Anyways, critiques good, bad, ugly appreciated. Shes a 4/13 baby.

Now, my question...I am feeding Dumor show feed, alfalfa pellets, & purina maximum drive supplements..sweetlix minerals. They were wormed last week. Fed 2x daily. Still I think thry need to fill out more...you can't see ribs, but they seem hollow in front of their hipbones. We are fairly new to dairy goats but have raised boers in the past before moving on to hair sheep (which we still raise.) Any help is appreciated.


----------



## mjs500doo (Nov 24, 2012)

Actually in all honesty she looks good. For my personal preference she's a hair too heavy set. Lol boers are WAY different than our dairy girls.

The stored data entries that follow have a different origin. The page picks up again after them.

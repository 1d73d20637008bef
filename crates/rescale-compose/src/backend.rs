//! Discovery, sampling and scaling for one compose project.

use std::collections::BTreeMap;
use std::time::Duration;

use tracing::{debug, info};

use rescale_autoscale::{ActuateError, Actuator, BoxFuture, MetricsSampler, SampleError};
use rescale_core::{ServiceScaleState, UtilizationSample};

use crate::command::DockerCli;
use crate::error::{ComposeError, ComposeResult};
use crate::project::ComposeProject;
use crate::stats::{average_utilization, parse_lines, parse_ps_output, parse_stats_lines, running_counts};

/// Talks to one compose project through the docker CLI.
#[derive(Debug, Clone)]
pub struct ComposeBackend {
    docker: DockerCli,
    project: ComposeProject,
    /// Bound for `compose up`, which may create containers or pull images.
    scale_timeout: Duration,
}

impl ComposeBackend {
    pub const DEFAULT_SCALE_TIMEOUT: Duration = Duration::from_secs(120);

    pub fn new(docker: DockerCli, project: ComposeProject) -> Self {
        Self {
            docker,
            project,
            scale_timeout: Self::DEFAULT_SCALE_TIMEOUT,
        }
    }

    pub fn with_scale_timeout(mut self, timeout: Duration) -> Self {
        self.scale_timeout = timeout;
        self
    }

    pub fn docker(&self) -> &DockerCli {
        &self.docker
    }

    pub fn scale_timeout(&self) -> Duration {
        self.scale_timeout
    }

    /// Services declared in the project, in declaration order.
    pub async fn services(&self) -> ComposeResult<Vec<String>> {
        let out = self.compose(&["config", "--services"]).await?;
        Ok(parse_lines(&out))
    }

    /// Every declared service with its number of running containers.
    pub async fn discover(&self) -> ComposeResult<Vec<ServiceScaleState>> {
        let services = self.services().await?;
        let ps = self.compose(&["ps", "--format", "json"]).await?;
        let counts = running_counts(&parse_ps_output(&ps)?);

        let states: Vec<ServiceScaleState> = services
            .into_iter()
            .map(|service| {
                let scale = counts.get(&service).copied().unwrap_or(0);
                ServiceScaleState::new(service, scale)
            })
            .collect();

        debug!(services = states.len(), "discovered compose services");
        Ok(states)
    }

    /// Running container ids of one service.
    pub async fn container_ids(&self, service: &str) -> ComposeResult<Vec<String>> {
        let out = self.compose(&["ps", "-q", service]).await?;
        Ok(parse_lines(&out))
    }

    /// Average utilisation across the service's running containers.
    ///
    /// A service with no running containers reports zero usage, so the
    /// control loop still pulls it back up to `min_replicas`.
    pub async fn utilization(&self, service: &str) -> ComposeResult<UtilizationSample> {
        let ids = self.container_ids(service).await?;
        if ids.is_empty() {
            debug!(%service, "no running containers");
            return Ok(UtilizationSample::new(0.0, 0.0));
        }

        let mut args = vec![
            "stats".to_string(),
            "--no-stream".to_string(),
            "--format".to_string(),
            "{{json .}}".to_string(),
        ];
        args.extend(ids);
        let out = self.docker.run(&args).await?;

        let stats = parse_stats_lines(&out)?;
        average_utilization(&stats).ok_or_else(|| {
            ComposeError::Parse(format!("no readable stats for {service}"))
        })
    }

    /// Scale one service without touching its dependencies.
    pub async fn scale_service(&self, service: &str, replicas: u32) -> ComposeResult<()> {
        let mut targets = BTreeMap::new();
        targets.insert(service.to_string(), replicas);
        self.scale_services(&targets, true).await
    }

    /// Scale several services in a single `compose up`.
    ///
    /// Without `no_deps`, compose also starts services the targets depend on.
    pub async fn scale_services(
        &self,
        targets: &BTreeMap<String, u32>,
        no_deps: bool,
    ) -> ComposeResult<()> {
        if targets.is_empty() {
            return Ok(());
        }
        let mut args = self.project.compose_args();
        args.extend(scale_args(targets, no_deps));
        self.docker.run_with_timeout(&args, self.scale_timeout).await?;
        for (service, replicas) in targets {
            info!(%service, replicas, "scaled");
        }
        Ok(())
    }

    async fn compose(&self, args: &[&str]) -> ComposeResult<String> {
        self.compose_owned(args.iter().map(|a| a.to_string()).collect())
            .await
    }

    async fn compose_owned(&self, args: Vec<String>) -> ComposeResult<String> {
        let mut full = self.project.compose_args();
        full.extend(args);
        self.docker.run(&full).await
    }
}

/// `up -d --no-recreate [--no-deps] --scale a=1 … a …`
fn scale_args(targets: &BTreeMap<String, u32>, no_deps: bool) -> Vec<String> {
    let mut args = vec![
        "up".to_string(),
        "-d".to_string(),
        "--no-recreate".to_string(),
    ];
    if no_deps {
        args.push("--no-deps".to_string());
    }
    for (service, replicas) in targets {
        args.push("--scale".to_string());
        args.push(format!("{service}={replicas}"));
    }
    args.extend(targets.keys().cloned());
    args
}

impl MetricsSampler for ComposeBackend {
    fn sample<'a>(
        &'a self,
        service: &'a str,
    ) -> BoxFuture<'a, Result<UtilizationSample, SampleError>> {
        Box::pin(async move { self.utilization(service).await.map_err(SampleError::from) })
    }
}

impl Actuator for ComposeBackend {
    fn apply_scale<'a>(
        &'a self,
        service: &'a str,
        target: u32,
    ) -> BoxFuture<'a, Result<(), ActuateError>> {
        Box::pin(async move {
            self.scale_service(service, target)
                .await
                .map_err(ActuateError::from)
        })
    }
}

#[cfg(test)]
mod tests {
    use super::*;

    #[test]
    fn scale_args_single_service() {
        let targets = BTreeMap::from([("web".to_string(), 3)]);
        assert_eq!(
            scale_args(&targets, true),
            vec!["up", "-d", "--no-recreate", "--no-deps", "--scale", "web=3", "web"]
        );
    }

    #[test]
    fn scale_args_many_services_with_deps() {
        let targets = BTreeMap::from([("worker".to_string(), 0), ("api".to_string(), 2)]);
        assert_eq!(
            scale_args(&targets, false),
            vec![
                "up",
                "-d",
                "--no-recreate",
                "--scale",
                "api=2",
                "--scale",
                "worker=0",
                "api",
                "worker",
            ]
        );
    }

    #[test]
    fn compose_errors_map_to_sample_errors() {
        let err: SampleError = ComposeError::Parse("junk".to_string()).into();
        assert!(matches!(err, SampleError::Malformed(_)));

        let err: SampleError = ComposeError::Spawn {
            program: "docker".to_string(),
            reason: "not found".to_string(),
        }
        .into();
        assert!(matches!(err, SampleError::Unavailable(_)));
    }

    #[test]
    fn compose_errors_map_to_actuate_errors() {
        let err: ActuateError = ComposeError::Failed {
            command: "docker compose up".to_string(),
            code: 1,
            stderr: "no such service".to_string(),
        }
        .into();
        assert!(matches!(err, ActuateError::Rejected(msg) if msg.contains("no such service")));

        let err: ActuateError = ComposeError::Timeout {
            command: "docker compose up".to_string(),
            timeout: std::time::Duration::from_secs(1),
        }
        .into();
        assert!(matches!(err, ActuateError::Timeout(_)));
    }
}
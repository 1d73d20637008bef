//! Configuration errors.

use thiserror::Error;

/// Result type alias for policy and configuration handling.
pub type ConfigResult<T> = Result<T, ConfigError>;

/// Errors detected before the control loop starts. All of them are fatal.
#[derive(Debug, Error, PartialEq)]
pub enum ConfigError {
    #[error("unknown scaling strategy: {0} (expected balanced, performance or efficiency)")]
    UnknownStrategy(String),

    #[error("min replicas ({min}) is greater than max replicas ({max})")]
    InvalidBounds { min: u32, max: u32 },

    #[error("invalid {name} threshold: {value}")]
    InvalidThreshold { name: &'static str, value: f64 },

    #[error("tick interval must be greater than zero")]
    InvalidInterval,

    #[error("invalid duration: {0}")]
    InvalidDuration(String),

    #[error("invalid scale specifier: {0}")]
    InvalidSpecifier(String),

    #[error("invalid scale specifier: can't parse replica value as int: {0}")]
    InvalidReplicaCount(String),
}
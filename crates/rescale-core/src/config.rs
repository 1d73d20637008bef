//! rescale.toml configuration parser.

use serde::{Deserialize, Serialize};
use std::path::Path;
use std::time::Duration;

use crate::error::ConfigResult;
use crate::policy::{parse_duration, ScalingPolicy};

/// File name looked up in the project directory when no `--config` is given.
pub const CONFIG_FILE_NAME: &str = "rescale.toml";

#[derive(Debug, Clone, Default, Serialize, Deserialize)]
pub struct RescaleConfig {
    pub autoscale: Option<AutoscaleSection>,
    pub backend: Option<BackendSection>,
}

/// `[autoscale]`. Every field is optional so that CLI flags and built-in
/// defaults can fill the gaps.
#[derive(Debug, Clone, Default, PartialEq, Serialize, Deserialize)]
pub struct AutoscaleSection {
    pub strategy: Option<String>,
    pub cpu_threshold: Option<f64>,
    pub mem_threshold: Option<f64>,
    pub min_replicas: Option<u32>,
    pub max_replicas: Option<u32>,
    /// "30s", "5m", or bare seconds.
    pub interval: Option<String>,
    pub services: Option<Vec<String>>,
}

/// `[backend]`
#[derive(Debug, Clone, Default, PartialEq, Serialize, Deserialize)]
pub struct BackendSection {
    /// Path or name of the docker binary.
    pub docker: Option<String>,
    /// Upper bound for a single discovery or sampling call.
    pub command_timeout: Option<String>,
    /// Upper bound for a `compose up --scale` call.
    pub scale_timeout: Option<String>,
}

impl RescaleConfig {
    pub fn from_file(path: &Path) -> anyhow::Result<Self> {
        let content = std::fs::read_to_string(path)?;
        let config: RescaleConfig = toml::from_str(&content)?;
        Ok(config)
    }

    /// The `[autoscale]` section, or an empty one.
    pub fn autoscale(&self) -> AutoscaleSection {
        self.autoscale.clone().unwrap_or_default()
    }

    /// The `[backend]` section, or an empty one.
    pub fn backend(&self) -> BackendSection {
        self.backend.clone().unwrap_or_default()
    }
}

impl AutoscaleSection {
    /// Overlay `overrides` on top of `self`. Values set in `overrides` win.
    pub fn merge(self, overrides: AutoscaleSection) -> AutoscaleSection {
        AutoscaleSection {
            strategy: overrides.strategy.or(self.strategy),
            cpu_threshold: overrides.cpu_threshold.or(self.cpu_threshold),
            mem_threshold: overrides.mem_threshold.or(self.mem_threshold),
            min_replicas: overrides.min_replicas.or(self.min_replicas),
            max_replicas: overrides.max_replicas.or(self.max_replicas),
            interval: overrides.interval.or(self.interval),
            services: match overrides.services {
                Some(services) if !services.is_empty() => Some(services),
                _ => self.services,
            },
        }
    }

    /// Resolve into a validated policy, using defaults for unset fields.
    pub fn to_policy(&self) -> ConfigResult<ScalingPolicy> {
        let defaults = ScalingPolicy::default();
        let strategy = match &self.strategy {
            Some(name) => name.parse()?,
            None => defaults.strategy,
        };
        let tick_interval = match &self.interval {
            Some(interval) => parse_duration(interval)?,
            None => defaults.tick_interval,
        };

        let policy = ScalingPolicy {
            strategy,
            cpu_threshold: self.cpu_threshold.unwrap_or(defaults.cpu_threshold),
            mem_threshold: self.mem_threshold.unwrap_or(defaults.mem_threshold),
            min_replicas: self.min_replicas.unwrap_or(defaults.min_replicas),
            max_replicas: self.max_replicas.unwrap_or(defaults.max_replicas),
            tick_interval,
        };
        policy.validate()?;
        Ok(policy)
    }

    /// Target services; empty means every discovered service.
    pub fn service_names(&self) -> Vec<String> {
        self.services.clone().unwrap_or_default()
    }
}

impl BackendSection {
    pub fn merge(self, overrides: BackendSection) -> BackendSection {
        BackendSection {
            docker: overrides.docker.or(self.docker),
            command_timeout: overrides.command_timeout.or(self.command_timeout),
            scale_timeout: overrides.scale_timeout.or(self.scale_timeout),
        }
    }

    pub fn command_timeout(&self) -> ConfigResult<Option<Duration>> {
        self.command_timeout.as_deref().map(parse_duration).transpose()
    }

    pub fn scale_timeout(&self) -> ConfigResult<Option<Duration>> {
        self.scale_timeout.as_deref().map(parse_duration).transpose()
    }
}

Dairy girls naturally have the "hungry hollow" as we call it. Proper feed helps a bit but sometimes the critters just always look this way. A new youth that switched from sheep to goats a few years back called them "hungry sheep" with an empty "hungry hollow". If you ask me, she's got a healthy rumen and great body depth so I wouldn't worry much about her hollow.


----------



## TripleEfarm (Aug 31, 2013)

Thank you! At the show pictured the judge placed her lower bc he said she was too fine boned for his preference & needed more conditioning. But it was a youth show (niece pictured) & he judged the boers also!! So i was afraid she looked underfed or something...it was our first show out


----------



## mjs500doo (Nov 24, 2012)

I wouldn't take a Boer or market goats's placing to heart. I learned that the hard way as well. I over conditioned my first show doe as a 3 yr old Saanen. The dairy judge laughed me out of the ring.


----------



## katie (Dec 3, 2012)

That is such a cute picture with the little girl! What a sweet smile.


----------